Assigned task: Please restate word for word the line holding "backend = DirectoryBackend::new(Arc::clone(&store), dir.path());" and every following line through the end of the entries.

[Extracted records]
------

//! A sync backend that mirrors scans into a directory.
//!
//! Each scan is stored as `<id>.json`, which makes a synced folder (a
//! mounted cloud drive, a USB stick) usable as the remote side.

use std::path::{Path, PathBuf};
use std::sync::Arc;

use async_trait::async_trait;
use time::OffsetDateTime;
use tokio::sync::Mutex;
use tracing::{debug, info, warn};

use glucolog_store::{ReadingDataQuery, Store};
use glucolog_types::ReadingData;

use crate::backend::{SyncBackend, SyncContext};
use crate::error::{Error, Result};

const RECORD_EXTENSION: &str = "json";

/// Directory-backed [`SyncBackend`].
pub struct DirectoryBackend {
    store: Arc<Mutex<Store>>,
    directory: PathBuf,
}

impl DirectoryBackend {
    pub fn new(store: Arc<Mutex<Store>>, directory: impl Into<PathBuf>) -> Self {
        Self {
            store,
            directory: directory.into(),
        }
    }

    /// The mirrored directory.
    pub fn directory(&self) -> &Path {
        &self.directory
    }

    fn record_path(&self, id: &str) -> PathBuf {
        let name: String = id
            .chars()
            .map(|c| {
                if c.is_ascii_alphanumeric() || c == '-' || c == '_' {
                    c
                } else {
                    '_'
                }
            })
            .collect();
        self.directory.join(format!("{}.{}", name, RECORD_EXTENSION))
    }

    async fn record_files(&self) -> Result<Vec<PathBuf>> {
        let mut entries = match tokio::fs::read_dir(&self.directory).await {
            Ok(entries) => entries,
            Err(e) if e.kind() == std::io::ErrorKind::NotFound => {
                debug!("{} does not exist yet", self.directory.display());
                return Ok(Vec::new());
            }
            Err(e) => return Err(e.into()),
        };

        let mut files = Vec::new();
        while let Some(entry) = entries.next_entry().await? {
            let path = entry.path();
            if path.extension().is_some_and(|ext| ext == RECORD_EXTENSION) {
                files.push(path);
            }
        }
        files.sort();
        Ok(files)
    }
}

#[async_trait]
impl SyncBackend for DirectoryBackend {
    async fn upload(&self, ctx: SyncContext) -> Result<()> {
        let records = self
            .store
            .lock()
            .await
            .query_reading_data(&ReadingDataQuery::new().oldest_first())?;

        tokio::fs::create_dir_all(&self.directory).await?;
        info!(
            "Uploading {} scans to {}",
            records.len(),
            self.directory.display()
        );

        let total = records.len();
        for (i, record) in records.iter().enumerate() {
            ctx.check_cancelled()?;

            let path = self.record_path(&record.id);
            let tmp = path.with_extension("json.tmp");
            let json = serde_json::to_vec_pretty(record)?;
            tokio::fs::write(&tmp, json).await?;
            tokio::fs::rename(&tmp, &path).await?;

            ctx.report((i + 1) as f32 / total as f32, record.date);
        }

        if total == 0 {
            ctx.report(1.0, OffsetDateTime::now_utc());
        }
        Ok(())
    }

    async fn download(&self, ctx: SyncContext) -> Result<()> {
        let files = self.record_files().await?;
        info!(
            "Downloading {} scans from {}",
            files.len(),
            self.directory.display()
        );

        let total = files.len();
        let mut imported = 0;
        let mut last_date = OffsetDateTime::now_utc();
        for (i, path) in files.iter().enumerate() {
            ctx.check_cancelled()?;
            let progress = (i + 1) as f32 / total as f32;

            let bytes = tokio::fs::read(path).await?;
            let record: ReadingData = match serde_json::from_slice(&bytes) {
                Ok(record) => record,
                Err(source) => {
                    let err = Error::InvalidRecord {
                        path: path.clone(),
                        source,
                    };
                    warn!("Skipping {}", err);
                    ctx.report(progress, last_date);
                    continue;
                }
            };

            let result = self
                .store
                .lock()
                .await
                .import_records(std::slice::from_ref(&record))?;
            imported += result.imported;

            last_date = record.date;
            ctx.report(progress, last_date);
        }

        if total == 0 {
            ctx.report(1.0, OffsetDateTime::now_utc());
        }
        info!("Downloaded {} new scans", imported);
        Ok(())
    }
}

#[cfg(test)]
mod tests {
    use super::*;
    use std::sync::Mutex as StdMutex;

    use glucolog_types::{GlucoseReading, ReadingKind};
    use time::macros::datetime;
    use tokio_util::sync::CancellationToken;

    fn scan(age: u32, date: OffsetDateTime) -> ReadingData {
        let mut data = ReadingData::new("E007-1", age, date);
        data.trend
            .push(GlucoseReading::new("E007-1", age, date, 104.0, ReadingKind::Trend));
        data.history.push(GlucoseReading::new(
            "E007-1",
            age.saturating_sub(15),
            date,
            98.0,
            ReadingKind::History,
        ));
        data
    }

    fn store_with(records: &[ReadingData]) -> Arc<Mutex<Store>> {
        let store = Store::open_in_memory().unwrap();
        for record in records {
            store.insert_reading_data(record).unwrap();
        }
        Arc::new(Mutex::new(store))
    }

    fn recording_context(token: CancellationToken) -> (SyncContext, Arc<StdMutex<Vec<f32>>>) {
        let seen = Arc::new(StdMutex::new(Vec::new()));
        let sink = Arc::clone(&seen);
        let ctx = SyncContext::new(token, move |p, _| sink.lock().unwrap().push(p));
        (ctx, seen)
    }

    #[tokio::test]
    async fn test_upload_then_download_round_trip() {
        let dir = tempfile::tempdir().unwrap();
        let records = vec![
            scan(100, datetime!(2024-03-01 08:00 UTC)),
            scan(200, datetime!(2024-03-01 09:40 UTC)),
        ];

        let source = DirectoryBackend::new(store_with(&records), dir.path());
        let (ctx, progress) = recording_context(CancellationToken::new());
        source.upload(ctx).await.unwrap();

        assert_eq!(*progress.lock().unwrap(), vec![0.5, 1.0]);
        assert!(dir.path().join("E007-1_100.json").exists());
        assert!(dir.path().join("E007-1_200.json").exists());

        let target_store = store_with(&[]);
        let target = DirectoryBackend::new(Arc::clone(&target_store), dir.path());
        let (ctx, _) = recording_context(CancellationToken::new());
        target.download(ctx).await.unwrap();

        let store = target_store.lock().await;
        assert_eq!(store.get_reading_data("E007-1_100").unwrap(), Some(records[0].clone()));
        assert_eq!(store.get_reading_data("E007-1_200").unwrap(), Some(records[1].clone()));
    }

    #[tokio::test]
    async fn test_download_skips_invalid_and_existing() {
        let dir = tempfile::tempdir().unwrap();
        let existing = scan(100, datetime!(2024-03-01 08:00 UTC));
        let fresh = scan(200, datetime!(2024-03-01 09:40 UTC));

        std::fs::write(
            dir.path().join("E007-1_100.json"),
            serde_json::to_vec(&existing).unwrap(),
        )
        .unwrap();
        std::fs::write(
            dir.path().join("E007-1_200.json"),
            serde_json::to_vec(&fresh).unwrap(),
        )
        .unwrap();
        std::fs::write(dir.path().join("broken.json"), b"{ not json").unwrap();
        std::fs::write(dir.path().join("notes.txt"), b"ignored").unwrap();

        let store = store_with(std::slice::from_ref(&existing));
        let backend = DirectoryBackend::new(Arc::clone(&store), dir.path());
        let (ctx, progress) = recording_context(CancellationToken::new());
        backend.download(ctx).await.unwrap();

        // broken.json sorts last and still completes the progress
        let progress = progress.lock().unwrap().clone();
        assert_eq!(progress.len(), 3);
        assert_eq!(progress.last(), Some(&1.0));

        let count = store
            .lock()
            .await
            .count_reading_data(&ReadingDataQuery::new())
            .unwrap();
        assert_eq!(count, 2);
    }

    #[tokio::test]
    async fn test_download_from_missing_directory() {
        let dir = tempfile::tempdir().unwrap();
        let backend = DirectoryBackend::new(store_with(&[]), dir.path().join("not-there"));
        let (ctx, progress) = recording_context(CancellationToken::new());

        backend.download(ctx).await.unwrap();
        assert_eq!(*progress.lock().unwrap(), vec![1.0]);
    }

    #[tokio::test]
    async fn test_upload_observes_cancellation() {
        let dir = tempfile::tempdir().unwrap();
        let records = vec![scan(100, datetime!(2024-03-01 08:00 UTC))];
        let backend = DirectoryBackend::new(store_with(&records), dir.path());

        let token = CancellationToken::new();
        token.cancel();
        let (ctx, progress) = recording_context(token);

        let result = backend.upload(ctx).await;
        assert!(matches!(result, Err(Error::Cancelled)));
        assert!(progress.lock().unwrap().is_empty());
        assert!(!dir.path().join("E007-1_100.json").exists());
    }

    #[test]
    fn test_record_path_is_sanitized() {
        let backend = DirectoryBackend::new(store_with(&[]), "/backup");
        assert_eq!(
            backend.record_path("E0/07:1_30"),
            PathBuf::from("/backup/E0_07_1_30.json")
        );
    }
}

------

Answer box:
        let backend = DirectoryBackend::new(Arc::clone(&store), dir.path());
        let (ctx, progress) = recording_context(CancellationToken::new());
        backend.download(ctx).await.unwrap();

        // broken.json sorts last and still completes the progress
        let progress = progress.lock().unwrap().clone();
        assert_eq!(progress.len(), 3);
        assert_eq!(progress.last(), Some(&1.0));

        let count = store
            .lock()
            .await
            .count_reading_data(&ReadingDataQuery::new())
            .unwrap();
        assert_eq!(count, 2);
    }

    #[tokio::test]
    async fn test_download_from_missing_directory() {
        let dir = tempfile::tempdir().unwrap();
        let backend = DirectoryBackend::new(store_with(&[]), dir.path().join("not-there"));
        let (ctx, progress) = recording_context(CancellationToken::new());

        backend.download(ctx).await.unwrap();
        assert_eq!(*progress.lock().unwrap(), vec![1.0]);
    }

    #[tokio::test]
    async fn test_upload_observes_cancellation() {
        let dir = tempfile::tempdir().unwrap();
        let records = vec![scan(100, datetime!(2024-03-01 08:00 UTC))];
        let backend = DirectoryBackend::new(store_with(&records), dir.path());

        let token = CancellationToken::new();
        token.cancel();
        let (ctx, progress) = recording_context(token);

        let result = backend.upload(ctx).await;
        assert!(matches!(result, Err(Error::Cancelled)));
        assert!(progress.lock().unwrap().is_empty());
        assert!(!dir.path().join("E007-1_100.json").exists());
    }

    #[test]
    fn test_record_path_is_sanitized() {
        let backend = DirectoryBackend::new(store_with(&[]), "/backup");
        assert_eq!(
            backend.record_path("E0/07:1_30"),
            PathBuf::from("/backup/E0_07_1_30.json")
        );
    }
}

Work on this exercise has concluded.